I think this is it if anyone is interested. It is a good debate between them on that part as BPak believes in the no carbs other than around training but says to start taking in carbs about 30-45 minutes into the workout so you still get a nice GH response then the carbs slide in to mitigate damage. Anyway check it out if you have an hour.
https://www.stitcher.com/podcast/ben-pakulski-podcast-muscle-expert-interviews-how-to-build/ben-pakulski-podcast-muscle-expert-interviews/e/012-muscle-expert-ben-pakulski-john-kiefer-discuss-carb-backloading-35610057
Yes there is no question that glut4 translocation is brought on by resistance training, and specifically explosive movement are better for this. SO for insulin sensitity purposes an explosive concentric is always a good idea even if you want to get in some TUT on the negative.
I agree with this to a degree. I think or the most part this is very accurate when considering whole food protein feedings. I also think more than 4 protein feedings a day unless getting up in the middle of the night does more to keep up nitrogen retention than it does increase protein synthesis. Well because it is true according to the science. It runs in 4 hour cycles in general and you need a spike in protein to push it into naturally spiking MPS. When levels are more consistent the effect is less but muscle nitrogen is increased. Which is awesome but better for maintaining muscle than growing it.

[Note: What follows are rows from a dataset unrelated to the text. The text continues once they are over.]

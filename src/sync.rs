//! Content synchronizer
//!
//! Expands each configured content entry's glob, copies stale files into the
//! build source tree, and runs the path rewriter on every file actually
//! copied. The copy is skip-if-unchanged: a destination that is at least as
//! new as its source produces no write and no rewrite pass, which is what
//! keeps incremental builds stable.
//!
//! When two entries map different sources to the same destination path the
//! result is undefined: tasks are processed in configuration order and each
//! copy is subject to the freshness check, so which source lands depends on
//! entry order and timestamps. Configure non-overlapping entries.

use std::fs;
use std::path::{Path, PathBuf};

use crate::config::Config;
use crate::error::{ExtsyncError, ExtsyncResult};
use crate::models::{ContentEntry, CopyTask};
use crate::paths;
use crate::rewrite;

/// Options for a synchronization run
#[derive(Debug, Clone, Default)]
pub struct SyncOptions {
    /// Dry run - report what would be copied without writing
    pub dry_run: bool,
}

/// Result of a synchronization run
#[derive(Debug, Clone, Default)]
pub struct SyncOutcome {
    /// Destination files copied (or, in a dry run, that would be copied)
    pub copied: Vec<PathBuf>,
    /// Destination files skipped as already up to date
    pub skipped: Vec<PathBuf>,
    /// Copied files whose directive paths were rewritten
    pub rewritten: Vec<PathBuf>,
}

impl SyncOutcome {
    pub fn new() -> Self {
        Self::default()
    }

    /// Total files considered
    pub fn total(&self) -> usize {
        self.copied.len() + self.skipped.len()
    }
}

fn expand(pattern: &str) -> ExtsyncResult<glob::Paths> {
    glob::glob(pattern).map_err(|e| ExtsyncError::InvalidPattern {
        pattern: pattern.to_string(),
        message: e.to_string(),
    })
}

fn walk_entry(matched: Result<PathBuf, glob::GlobError>) -> ExtsyncResult<PathBuf> {
    matched.map_err(|e| ExtsyncError::GlobWalk {
        path: e.path().to_path_buf(),
        message: e.to_string(),
    })
}

/// Expand content entries into copy tasks.
///
/// Entry bases are absolutized against the current working directory first.
/// A glob match that is a directory is expanded recursively to the files
/// beneath it; directories themselves are never copy tasks.
pub fn collect_tasks(entries: &[ContentEntry]) -> ExtsyncResult<Vec<CopyTask>> {
    let mut tasks = Vec::new();

    for entry in entries {
        let base = paths::absolutize(&entry.base)?;
        let pattern = base.join(&entry.pattern);

        for matched in expand(&pattern.to_string_lossy())? {
            let path = walk_entry(matched)?;
            if path.is_dir() {
                let nested_pattern = path.join("**").join("*");
                for nested in expand(&nested_pattern.to_string_lossy())? {
                    let nested = walk_entry(nested)?;
                    if !nested.is_dir() {
                        tasks.push(CopyTask {
                            source: nested,
                            base: base.clone(),
                        });
                    }
                }
            } else {
                tasks.push(CopyTask {
                    source: path,
                    base: base.clone(),
                });
            }
        }
    }

    Ok(tasks)
}

/// Freshness check: copy only when the destination is missing or the source
/// is strictly newer.
fn is_stale(source: &Path, dest: &Path) -> ExtsyncResult<bool> {
    if !dest.exists() {
        return Ok(true);
    }
    let source_modified = fs::metadata(source)?.modified()?;
    let dest_modified = fs::metadata(dest)?.modified()?;
    Ok(source_modified > dest_modified)
}

/// Synchronize external contents into `srcdir`.
///
/// For every file matched by any entry's glob, copy it to the build source
/// root joined with its path relative to the entry's base, creating
/// intermediate directories as needed, and immediately adjust directive
/// paths in the copy. Filesystem errors propagate to the caller.
pub fn sync_contents(
    config: &Config,
    srcdir: &Path,
    options: &SyncOptions,
) -> ExtsyncResult<SyncOutcome> {
    let srcdir = paths::absolutize(srcdir)?;
    let tasks = collect_tasks(&config.contents)?;
    let mut outcome = SyncOutcome::new();

    for task in &tasks {
        let dest = task.destination(&srcdir)?;

        if !is_stale(&task.source, &dest)? {
            outcome.skipped.push(dest);
            continue;
        }

        if options.dry_run {
            outcome.copied.push(dest);
            continue;
        }

        if let Some(parent) = dest.parent() {
            fs::create_dir_all(parent)?;
        }
        fs::copy(&task.source, &dest)?;
        outcome.copied.push(dest.clone());

        let basepath = task.source.parent().unwrap_or_else(|| Path::new("."));
        if rewrite::adjust_includes(&dest, basepath, &config.directives)? {
            outcome.rewritten.push(dest);
        }
    }

    Ok(outcome)
}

Yeah, carbs right around the workout is no doubt an effective method, the question now is, is waiting an hour actually a tiny bit better? Maybe... Does this even being a serious consideration alleviate fear that muscle will eat itself if you don't feed right after a meal, ABSOLUTELY. Well for me anyway. If nothing else it could just be something that makes life more convenient for you with no other drawback...

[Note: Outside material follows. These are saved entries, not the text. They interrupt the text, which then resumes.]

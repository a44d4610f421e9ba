//! Integration tests for the extsync binary.

use std::fs;
use std::path::Path;
use std::process::Command;

use tempfile::tempdir;

fn bin() -> &'static str {
    env!("CARGO_BIN_EXE_extsync")
}

fn write_file(path: &Path, content: &str) {
    fs::create_dir_all(path.parent().unwrap()).unwrap();
    fs::write(path, content).unwrap();
}

/// Write a config file pointing one entry at `base` with `pattern`.
fn write_config(path: &Path, base: &Path, pattern: &str) {
    let config = extsync::Config {
        contents: vec![extsync::ContentEntry::new(base, pattern)],
        ..extsync::Config::default()
    };
    fs::write(path, toml::to_string(&config).unwrap()).unwrap();
}

#[test]
fn sync_copies_and_reports() {
    let dir = tempdir().unwrap();
    let ext = dir.path().join("ext");
    write_file(&ext.join("guide").join("intro.rst"), "hello\n");
    let srcdir = dir.path().join("build");
    let config_path = dir.path().join("extsync.toml");
    write_config(&config_path, &ext, "guide/*.rst");

    let output = Command::new(bin())
        .args([
            "--config",
            config_path.to_string_lossy().as_ref(),
            "--srcdir",
            srcdir.to_string_lossy().as_ref(),
        ])
        .output()
        .unwrap();

    assert!(
        output.status.success(),
        "sync failed: {}",
        String::from_utf8_lossy(&output.stderr)
    );
    let stdout = String::from_utf8_lossy(&output.stdout);
    assert!(stdout.contains("Copied: 1 files"));
    assert!(srcdir.join("guide").join("intro.rst").exists());
}

#[test]
fn json_output_is_a_single_event_line() {
    let dir = tempdir().unwrap();
    let ext = dir.path().join("ext");
    write_file(&ext.join("a.rst"), "a\n");
    let srcdir = dir.path().join("build");
    let config_path = dir.path().join("extsync.toml");
    write_config(&config_path, &ext, "*.rst");

    let output = Command::new(bin())
        .args([
            "--config",
            config_path.to_string_lossy().as_ref(),
            "--srcdir",
            srcdir.to_string_lossy().as_ref(),
            "--json",
        ])
        .output()
        .unwrap();

    assert!(output.status.success());
    let stdout = String::from_utf8_lossy(&output.stdout);
    let event: serde_json::Value = serde_json::from_str(stdout.trim()).unwrap();
    assert_eq!(event["event"], "sync");
    assert_eq!(event["status"], "success");
    assert_eq!(event["copied"], 1);
    assert_eq!(event["skipped"], 0);
}

#[test]
fn dry_run_writes_nothing() {
    let dir = tempdir().unwrap();
    let ext = dir.path().join("ext");
    write_file(&ext.join("a.rst"), "a\n");
    let srcdir = dir.path().join("build");
    let config_path = dir.path().join("extsync.toml");
    write_config(&config_path, &ext, "*.rst");

    let output = Command::new(bin())
        .args([
            "--config",
            config_path.to_string_lossy().as_ref(),
            "--srcdir",
            srcdir.to_string_lossy().as_ref(),
            "--dry-run",
        ])
        .output()
        .unwrap();

    assert!(output.status.success());
    assert!(!srcdir.join("a.rst").exists());
    let stdout = String::from_utf8_lossy(&output.stdout);
    assert!(stdout.contains("Dry run"));
}

#[test]
fn missing_config_fails_the_build() {
    let dir = tempdir().unwrap();

    let output = Command::new(bin())
        .args([
            "--config",
            dir.path().join("nope.toml").to_string_lossy().as_ref(),
            "--srcdir",
            dir.path().join("build").to_string_lossy().as_ref(),
        ])
        .output()
        .unwrap();

    assert!(!output.status.success());
    let stderr = String::from_utf8_lossy(&output.stderr);
    assert!(stderr.contains("IO error"));
}

#[test]
fn unknown_config_keys_warn_but_do_not_fail() {
    let dir = tempdir().unwrap();
    let config_path = dir.path().join("extsync.toml");
    fs::write(&config_path, "contnets = []\n").unwrap();

    let output = Command::new(bin())
        .args([
            "--config",
            config_path.to_string_lossy().as_ref(),
            "--srcdir",
            dir.path().join("build").to_string_lossy().as_ref(),
        ])
        .output()
        .unwrap();

    assert!(
        output.status.success(),
        "unexpected failure: {}",
        String::from_utf8_lossy(&output.stderr)
    );
    let stdout = String::from_utf8_lossy(&output.stdout);
    assert!(stdout.contains("Unknown config key 'contnets'"));
}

Yeah he kind of follows a CBL style diet as he also recommends afternoon or early evening workouts when possible. For people with insulin sensitivity issues this dieting strategy of carbs periworkout works very well. Not as much for leaner guys, they tend to get a lot more carbs because they need the insulin to store anything.
I also agree that a lot of things are a gimmick or seem gimmicky, but many are just as effective and far more convenient, efficient, and or enjoyable.

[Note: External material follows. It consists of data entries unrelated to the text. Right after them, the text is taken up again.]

//! Extsync CLI - external content synchronizer for documentation builds
//!
//! Usage: extsync --srcdir <DIR> [--config <FILE>] [--dry-run] [--json]
//!
//! Reads content entries from a TOML config, copies stale files into the
//! documentation source directory, and adjusts directive paths in the copies.

use std::path::PathBuf;

use anyhow::Result;
use clap::Parser;

use extsync::{BuildDriver, Config, SyncOptions};

/// Extsync - external content synchronizer for documentation builds
#[derive(Parser, Debug)]
#[command(name = "extsync")]
#[command(author, version, about, long_about = None)]
struct Cli {
    /// Path to the configuration file
    #[arg(short, long, default_value = "extsync.toml")]
    config: PathBuf,

    /// Destination documentation source directory
    #[arg(short, long)]
    srcdir: PathBuf,

    /// Dry run - show what would be copied
    #[arg(long)]
    dry_run: bool,

    /// Output format for CI
    #[arg(long, default_value = "false")]
    json: bool,
}

fn main() -> Result<()> {
    let cli = Cli::parse();

    let (config, warnings) = Config::load_with_warnings(&cli.config)?;

    if !cli.json {
        println!("📦 Extsync");
        println!("Config: {}", cli.config.display());
        println!("Destination: {}", cli.srcdir.display());
        if cli.dry_run {
            println!("Mode: Dry run");
        }
        for warning in &warnings {
            println!(
                "⚠ Unknown config key '{}' in {}",
                warning.key,
                warning.file.display()
            );
        }
    }

    let options = SyncOptions {
        dry_run: cli.dry_run,
    };
    let driver = BuildDriver::new(config, &cli.srcdir);
    let outcome = driver.run(&options)?;

    if cli.json {
        let output = serde_json::json!({
            "event": "sync",
            "status": "success",
            "dry_run": cli.dry_run,
            "copied": outcome.copied.len(),
            "skipped": outcome.skipped.len(),
            "rewritten": outcome.rewritten.len(),
        });
        println!("{}", serde_json::to_string(&output)?);
    } else {
        println!("\n📊 Sync Results:");
        if !outcome.copied.is_empty() {
            println!("  ✓ Copied: {} files", outcome.copied.len());
            for path in &outcome.copied {
                println!("    - {}", path.display());
            }
        }
        if !outcome.skipped.is_empty() {
            println!("  ⚠ Skipped: {} files (up to date)", outcome.skipped.len());
        }
        if !outcome.rewritten.is_empty() {
            println!("  ✎ Rewritten: {} files", outcome.rewritten.len());
            for path in &outcome.rewritten {
                println!("    - {}", path.display());
            }
        }
        if outcome.total() == 0 {
            println!("  Nothing matched.");
        }
        println!();
    }

    Ok(())
}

You ask what happened to high protein, pounding mostly clean food and cutting back when you get too soft. Mostly is is a miserable process for most people. Science has shown us multiple pathways to the same results, and many of them are more efficient, convenient and enjoyable as mentioned above.
Most of the traditional bro foods don't really agree with my stomach, I don't have the time, desire, or attention span to want to eat several meals a day. I don't find a lot of it that palatable either. However I can always enjoy some meats and fats in the morning and for lunch then workout and have awesome foods after my workout while still enjoying all the same health benefits of someone eating bro foods and often even better health markers. I think it really just comes down to preferences, body and personality types. I love that there are so many ways to tackle someones goals via nutrition. I love that now we know that although each of the strategies have some weaknesses and strengths, many are totally sound options with pretty comparable results so it comes down to what is easiest for the individual to adhere to. All the rest is minutia in the 1% difference range and most are coming close enough to perfect for that 1% to make any difference at all.
I think this is a great topic and has so far been a great conversation.